The outcome: The court affirmed the 4th Circuit’s decision in an 8-1 ruling, holding a “generic.com” term is not a generic name for a class of goods or services if consumers recognize the term as distinguishing among members of that class. In those circumstances, “generic.com” (or, in this case, “Booking.com”) is eligible for federal trademark registration.



U.S. Supreme Court rules application of Blaine Amendment violates the free exercise clause

The U.S. Supreme Court ruled in Espinoza v. Montana Department of Revenue that the application of Article X, Section 6 of the Montana Constitution violated the free exercise clause of the U.S. Constitution. Article X, Section 6, known as the state’s Blaine Amendment or as a no aid provision, prohibited the state from making direct or indirect public fund payments to religious schools.

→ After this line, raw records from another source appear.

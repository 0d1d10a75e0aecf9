//! Sequential consistency: acyclic(po ∪ rf ∪ co ∪ fr).

use super::cycle::{add_communication, add_structural, Digraph};
use super::Inconsistency;
use crate::domain::event::EventId;
use crate::domain::graph::ExecutionGraph;

/// Check `graph` against SC, with `lock_edges` ordering critical sections.
pub fn check(graph: &ExecutionGraph, lock_edges: &[(EventId, EventId)]) -> Result<(), Inconsistency> {
    let mut rel = Digraph::new(graph.events().map(|e| e.id));
    add_structural(graph, &mut rel, true);
    add_communication(graph, &mut rel, false);
    for (release, acquire) in lock_edges {
        rel.add_edge(*release, *acquire);
    }
    if rel.is_acyclic() {
        Ok(())
    } else {
        Err(Inconsistency::SequentialConsistency)
    }
}
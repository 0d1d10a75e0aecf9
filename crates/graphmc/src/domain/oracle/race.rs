//! Data races: two accesses to one address from different threads, at least
//! one writing, at least one plain, unordered by happens-before.

use super::hb::HappensBefore;
use crate::domain::event::{Address, EventId, MemoryOrder};
use crate::domain::graph::{Event, ExecutionGraph};
use serde::{Deserialize, Serialize};
use std::fmt;

/// A pair of racing accesses
#[derive(Debug, Clone, Copy, PartialEq, Eq, Hash, Serialize, Deserialize)]
pub struct DataRace {
    /// Earlier access (by stamp)
    pub first: EventId,
    /// Later access
    pub second: EventId,
    /// Shared address
    pub addr: Address,
}

impl fmt::Display for DataRace {
    fn fmt(&self, f: &mut fmt::Formatter<'_>) -> fmt::Result {
        write!(f, "{} and {} on {}", self.first, self.second, self.addr)
    }
}

fn writes(graph: &ExecutionGraph, e: &Event) -> bool {
    graph.is_write(e) || ExecutionGraph::store_value(&e.label).is_some()
}

/// First racing pair in insertion order
pub fn find_race(graph: &ExecutionGraph, hb: &HappensBefore) -> Option<DataRace> {
    let accesses: Vec<&Event> = graph
        .events_by_stamp()
        .into_iter()
        .filter(|e| graph.access_location(e).is_some())
        .collect();
    for (j, b) in accesses.iter().enumerate() {
        let loc_b = graph.access_location(b)?;
        for a in &accesses[..j] {
            if a.id.thread == b.id.thread {
                continue;
            }
            let loc_a = graph.access_location(a)?;
            if !loc_a.overlaps(&loc_b) {
                continue;
            }
            if !(writes(graph, a) || writes(graph, b)) {
                continue;
            }
            let plain = a.label.order() == Some(MemoryOrder::Plain) || b.label.order() == Some(MemoryOrder::Plain);
            if plain && !hb.ordered(a.id, b.id) {
                return Some(DataRace { first: a.id, second: b.id, addr: loc_b.addr });
            }
        }
    }
    None
}
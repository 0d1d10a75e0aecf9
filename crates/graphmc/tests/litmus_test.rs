//! Integration Test: classic litmus shapes
//!
//! Each test counts the executions explored under a memory model and checks
//! which outcomes show up. Every consistent graph is visited exactly once,
//! so the counts are exact.

mod common;

use common::{load, observe, program, store};
use graphmc::domain::Oracle;
use graphmc::{Checker, ExecutionGraph, ExecutionObserver, ExplorerConfig, MemoryModel, StopPolicy};
use serde_json::{json, Value as Json};

fn config(model: MemoryModel) -> ExplorerConfig {
    ExplorerConfig::builder()
        .with_model(model)
        .with_stop_policy(StopPolicy::Exhaustive)
        .build()
}

fn two_threads(t0: Vec<Json>, t1: Vec<Json>) -> Json {
    json!({
        "globals": [{"name": "x"}, {"name": "y"}],
        "functions": [{"name": "t0", "body": t0}, {"name": "t1", "body": t1}],
        "threads": [{"function": "t0"}, {"function": "t1"}]
    })
}

fn store_buffering(fence: bool) -> Json {
    let side = |mine: &str, other: &str| {
        let mut body = vec![store(mine, 1, "relaxed")];
        if fence {
            body.push(json!({"op": "fence", "order": "seq_cst"}));
        }
        body.push(load(1, other, "relaxed"));
        body
    };
    two_threads(side("x", "y"), side("y", "x"))
}

/// Store buffering
///
/// # Scenario
///
/// T0: x = 1; r = y    T1: y = 1; r = x
///
/// # Expected
///
/// SC forbids both threads reading 0, leaving 3 executions.
#[test]
fn test_store_buffering_sc() {
    let (outcome, seen) = observe(store_buffering(false), config(MemoryModel::Sc));
    assert!(outcome.report.is_clean());
    assert_eq!(outcome.report.stats.executions, 3);
    assert!(!seen.reads.contains(&vec![vec![0], vec![0]]));
}

/// Store buffering under the weaker models
///
/// # Expected
///
/// TSO and RA both let the stores sit in a buffer, so all 4 outcomes appear.
#[test]
fn test_store_buffering_weak() {
    for model in [MemoryModel::Tso, MemoryModel::Ra] {
        let (outcome, seen) = observe(store_buffering(false), config(model));
        assert_eq!(outcome.report.stats.executions, 4, "{model:?}");
        assert!(seen.reads.contains(&vec![vec![0], vec![0]]), "{model:?}");
    }
}

/// Store buffering with full fences under TSO
///
/// # Expected
///
/// The fences restore store→load order: back to 3 executions.
#[test]
fn test_store_buffering_fenced_tso() {
    let (outcome, seen) = observe(store_buffering(true), config(MemoryModel::Tso));
    assert_eq!(outcome.report.stats.executions, 3);
    assert!(!seen.reads.contains(&vec![vec![0], vec![0]]));
}

/// Message passing
///
/// # Scenario
///
/// T0: x = 1; y =rel 1    T1: a =acq y; b = x
///
/// # Expected
///
/// With release/acquire, seeing the flag implies seeing the data.
/// With relaxed accesses, the stale outcome (1, 0) is allowed.
#[test]
fn test_message_passing() {
    let mp = |release: &str, acquire: &str| {
        two_threads(
            vec![store("x", 1, "relaxed"), store("y", 1, release)],
            vec![load(1, "y", acquire), load(2, "x", "relaxed")],
        )
    };

    let (outcome, seen) = observe(mp("release", "acquire"), config(MemoryModel::Ra));
    assert_eq!(outcome.report.stats.executions, 3);
    assert!(seen.reads.iter().all(|r| r[1] != vec![1, 0]));

    let (outcome, seen) = observe(mp("relaxed", "relaxed"), config(MemoryModel::Ra));
    assert_eq!(outcome.report.stats.executions, 4);
    assert!(seen.reads.iter().any(|r| r[1] == vec![1, 0]));
}

/// Load buffering
///
/// # Scenario
///
/// T0: a = x; y = 1    T1: b = y; x = 1
///
/// # Expected
///
/// RA keeps porf acyclic, so (1, 1) never happens: 3 executions.
#[test]
fn test_load_buffering_ra() {
    let lb = two_threads(
        vec![load(1, "x", "relaxed"), store("y", 1, "relaxed")],
        vec![load(1, "y", "relaxed"), store("x", 1, "relaxed")],
    );
    let (outcome, seen) = observe(lb, config(MemoryModel::Ra));
    assert_eq!(outcome.report.stats.executions, 3);
    assert!(!seen.reads.contains(&vec![vec![1], vec![1]]));
}

/// Coherence of read-read pairs
///
/// # Scenario
///
/// T0: x = 1; x = 2    T1: a = x; b = x
///
/// # Expected
///
/// The second read never sees an older write than the first: 6 executions.
#[test]
fn test_coherence_read_read() {
    let corr = two_threads(
        vec![store("x", 1, "relaxed"), store("x", 2, "relaxed")],
        vec![load(1, "x", "relaxed"), load(2, "x", "relaxed")],
    );
    for model in [MemoryModel::Sc, MemoryModel::Ra] {
        let (outcome, seen) = observe(corr.clone(), config(model));
        assert_eq!(outcome.report.stats.executions, 6, "{model:?}");
        assert!(seen.reads.iter().all(|r| r[1][0] <= r[1][1]), "{model:?}");
    }
}

fn iriw() -> Json {
    json!({
        "globals": [{"name": "x"}, {"name": "y"}],
        "functions": [
            {"name": "wx", "body": [store("x", 1, "release")]},
            {"name": "wy", "body": [store("y", 1, "release")]},
            {"name": "rxy", "body": [load(1, "x", "acquire"), load(2, "y", "acquire")]},
            {"name": "ryx", "body": [load(1, "y", "acquire"), load(2, "x", "acquire")]}
        ],
        "threads": [{"function": "wx"}, {"function": "wy"}, {"function": "rxy"}, {"function": "ryx"}]
    })
}

/// Independent reads of independent writes
///
/// # Scenario
///
/// T0: x = 1    T1: y = 1    T2: a = x; b = y    T3: c = y; d = x
///
/// # Expected
///
/// SC and TSO are multi-copy atomic and forbid the readers disagreeing on
/// the order of the writes: 15 executions. RA and LKMM allow it: 16.
#[test]
fn test_independent_reads_of_independent_writes() {
    let disagree = vec![vec![], vec![], vec![1, 0], vec![1, 0]];
    for (model, expected) in [(MemoryModel::Sc, 15), (MemoryModel::Tso, 15), (MemoryModel::Ra, 16), (MemoryModel::Lkmm, 16)] {
        let (outcome, seen) = observe(iriw(), config(model));
        assert_eq!(outcome.report.stats.executions, expected, "{model:?}");
        assert_eq!(seen.reads.contains(&disagree), expected == 16, "{model:?}");
    }
}

/// Re-runs the oracle on every complete execution
struct Recheck {
    oracle: Oracle,
    accepted: u64,
    rejected: u64,
}

impl ExecutionObserver for Recheck {
    fn on_complete(&mut self, graph: &ExecutionGraph) {
        if self.oracle.is_consistent(graph) {
            self.accepted += 1;
        } else {
            self.rejected += 1;
        }
    }
}

/// Every reported execution is consistent
///
/// # Expected
///
/// Under each model, the oracle accepts every complete graph handed to the
/// observer, and there is one such graph per counted execution.
#[test]
fn test_complete_executions_pass_recheck() {
    let shapes = [
        store_buffering(false),
        store_buffering(true),
        two_threads(
            vec![store("x", 1, "relaxed"), store("y", 1, "release")],
            vec![load(1, "y", "acquire"), load(2, "x", "relaxed")],
        ),
        two_threads(
            vec![load(1, "x", "relaxed"), store("y", 1, "relaxed")],
            vec![load(1, "y", "relaxed"), store("x", 1, "relaxed")],
        ),
        iriw(),
    ];
    for model in [MemoryModel::Sc, MemoryModel::Tso, MemoryModel::Ra, MemoryModel::Lkmm] {
        for shape in &shapes {
            let mut recheck = Recheck { oracle: Oracle::new(model), accepted: 0, rejected: 0 };
            let outcome = Checker::new(config(model))
                .check_with(&program(shape.clone()), &mut recheck)
                .expect("check runs");
            assert_eq!(recheck.rejected, 0, "{model:?}");
            assert_eq!(recheck.accepted, outcome.report.stats.executions, "{model:?}");
        }
    }
}

/// A final store stays last in coherence
///
/// # Scenario
///
/// T0: x = 1 (final)    T1: x = 2
///
/// # Expected
///
/// Without the annotation both coherence orders are explored. With it only
/// the order ending in x = 1 survives.
#[test]
fn test_final_store_pins_coherence() {
    let racing = |first: Json| two_threads(vec![first], vec![store("x", 2, "relaxed")]);

    let (outcome, seen) = observe(racing(store("x", 1, "relaxed")), config(MemoryModel::Ra));
    assert_eq!(outcome.report.stats.executions, 2);
    assert!(seen.finals.contains(&vec![2, 0]));

    let pinned = json!({"op": "final_store", "addr": {"global": "x"}, "value": {"const": 1}, "order": "relaxed"});
    for model in [MemoryModel::Sc, MemoryModel::Ra] {
        let (outcome, seen) = observe(racing(pinned.clone()), config(model));
        assert!(outcome.report.is_clean(), "{model:?}");
        assert_eq!(outcome.report.stats.executions, 1, "{model:?}");
        assert_eq!(seen.finals, vec![vec![1, 0]], "{model:?}");
    }
}
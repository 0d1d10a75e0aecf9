//! Total store order
//!
//! Two conditions:
//! - per-location SC: acyclic(po-loc ∪ rf ∪ co ∪ fr)
//! - acyclic(ppo ∪ rfe ∪ co ∪ fr), where ppo is program order minus
//!   store→load pairs; full fences and locked instructions restore the
//!   order transitively because they are ordered with both sides.

use super::cycle::{add_communication, add_structural, is_ordering_point, Digraph};
use super::Inconsistency;
use crate::domain::event::{EventId, EventLabel};
use crate::domain::graph::{Event, ExecutionGraph};
use std::collections::HashMap;

fn store_only(graph: &ExecutionGraph, e: &Event) -> bool {
    match e.label {
        EventLabel::Write { .. } => true,
        EventLabel::LockRelease { .. } => !graph.is_lock_aware(),
        _ => false,
    }
}

fn load_only(e: &Event) -> bool {
    matches!(e.label, EventLabel::Read { .. })
}

fn check_uniproc(graph: &ExecutionGraph) -> Result<(), Inconsistency> {
    let mut rel = Digraph::new(graph.events().map(|e| e.id));
    for t in graph.threads() {
        let mut last: HashMap<u64, EventId> = HashMap::new();
        for e in graph.thread_events(t) {
            if let Some(loc) = graph.access_location(e) {
                if let Some(prev) = last.insert(loc.addr.0, e.id) {
                    rel.add_edge(prev, e.id);
                }
            }
        }
    }
    add_communication(graph, &mut rel, false);
    if rel.is_acyclic() {
        Ok(())
    } else {
        Err(Inconsistency::Coherence)
    }
}

/// Check `graph` against TSO.
pub fn check(graph: &ExecutionGraph, lock_edges: &[(EventId, EventId)]) -> Result<(), Inconsistency> {
    check_uniproc(graph)?;

    let mut rel = Digraph::new(graph.events().map(|e| e.id));
    for t in graph.threads() {
        let points: Vec<&Event> = graph
            .thread_events(t)
            .iter()
            .filter(|e| is_ordering_point(graph, &e.label, graph.access_location(e).is_some()))
            .collect();
        for (i, a) in points.iter().enumerate() {
            for b in &points[i + 1..] {
                if !(store_only(graph, a) && load_only(b)) {
                    rel.add_edge(a.id, b.id);
                }
            }
        }
    }
    add_structural(graph, &mut rel, false);
    add_communication(graph, &mut rel, true);
    for (release, acquire) in lock_edges {
        rel.add_edge(*release, *acquire);
    }
    if rel.is_acyclic() {
        Ok(())
    } else {
        Err(Inconsistency::TotalStoreOrder)
    }
}
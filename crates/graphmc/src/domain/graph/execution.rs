//! Execution graph with program order, reads-from and coherence.
//!
//! # Invariants
//!
//! - every thread's events form a contiguous program-order prefix starting
//!   with `ThreadStart`;
//! - every committed read has exactly one reads-from source, a write to the
//!   same address or `Init`;
//! - coherence lists contain each placed write exactly once;
//! - stamps are unique and grow with insertion.

use super::layout::MemoryLayout;
use super::undo::{UndoEntry, UndoLog};
use super::vector_clock::VectorClock;
use crate::domain::event::{
    Address, Annotation, EventId, EventLabel, Location, Stamp, ThreadId, Value,
};
use once_cell::unsync::OnceCell;
use serde::{Deserialize, Serialize};
use std::collections::{BTreeMap, HashSet};
use std::fmt;
use std::rc::Rc;

/// Source of a read: the initial value or a write event
#[derive(Debug, Clone, Copy, PartialEq, Eq, Hash, Serialize, Deserialize)]
#[serde(rename_all = "snake_case")]
pub enum WriteRef {
    /// The location's initial value
    Init,
    /// A write event
    Event(EventId),
}

impl WriteRef {
    /// The write event, unless `Init`
    pub const fn event(self) -> Option<EventId> {
        match self {
            Self::Init => None,
            Self::Event(id) => Some(id),
        }
    }
}

impl fmt::Display for WriteRef {
    fn fmt(&self, f: &mut fmt::Formatter<'_>) -> fmt::Result {
        match self {
            Self::Init => write!(f, "init"),
            Self::Event(id) => write!(f, "{id}"),
        }
    }
}

/// A committed event
#[derive(Debug, Clone, PartialEq, Eq)]
pub struct Event {
    /// Position
    pub id: EventId,
    /// Kind and operands
    pub label: EventLabel,
    /// Insertion order
    pub stamp: Stamp,
    /// Reads-from source of read-like events
    pub rf: Option<WriteRef>,
    /// Value returned to the source
    pub value: Value,
    /// Value written by write-like events; `None` for failed RMWs
    pub written: Option<Value>,
    /// Partner whose atomic step absorbed this helped RMW
    pub merged_with: Option<EventId>,
    /// May still be re-targeted by a backward revisit
    pub revisitable: bool,
}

The case concerned whether the government can exclude religious institutions from student-aid programs and addressed the tension between the free exercise and Establishment Clauses of the U.S. Constitution—where one guarantees the right of individuals free exercise of religion and the other guarantees that the state won’t establish a religion—and the intersections of state constitutions with state law and with the U.S. Constitution.

A 2015 Montana law established a tax credit scholarship program that matched—up to $150 a year—taxpayer donations to organizations that issued scholarships for private school students. To ensure compliance with the Montana Constitution, the state Department of Revenue established Rule 1, which barred recipients from using the scholarships at religiously-affiliated private schools. The plaintiffs, three mothers whose children attended religious-affiliated private schools, challenged Rule 1. The Montana 11th Judicial District granted summary judgment to the plaintiffs, prohibiting the rule’s enforcement. On appeal, the Montana Supreme Court reversed the 11th Judicial District’s ruling, holding the law violated the state constitution’s Blaine Amendment.

The U.S. Supreme Court reversed and remanded the Montana Supreme Court’s ruling in a 5-4 opinion, holding Article X, Section 6 violated the free exercise clause by barring religious schools and parents who wished to send their children to those schools from receiving public benefits because of the religious character of the school.

Chief Justice John Roberts delivered the majority opinion. Justice Clarence Thomas filed a concurring opinion, joined by Justice Neil Gorsuch. Justices Samuel Alito and Gorsuch each filed separate concurring opinions. Justice Ruth Bader Ginsburg dissented, joined by Justice Elena Kagan. Justice Stephen Breyer also dissented, joined by Justice Kagan as to Part I. Justice Sonia Sotomayor also filed a dissenting opinion.

Blaine Amendments refer to language in state constitutions that prohibit public funding for schools or educational institutions run by religious organizations. Blaine Amendments were added to the state constitutions of 38 states. Louisiana’s amendment was repealed in 1974, leaving 37 states with Blaine Amendments in their constitutions as of 2020.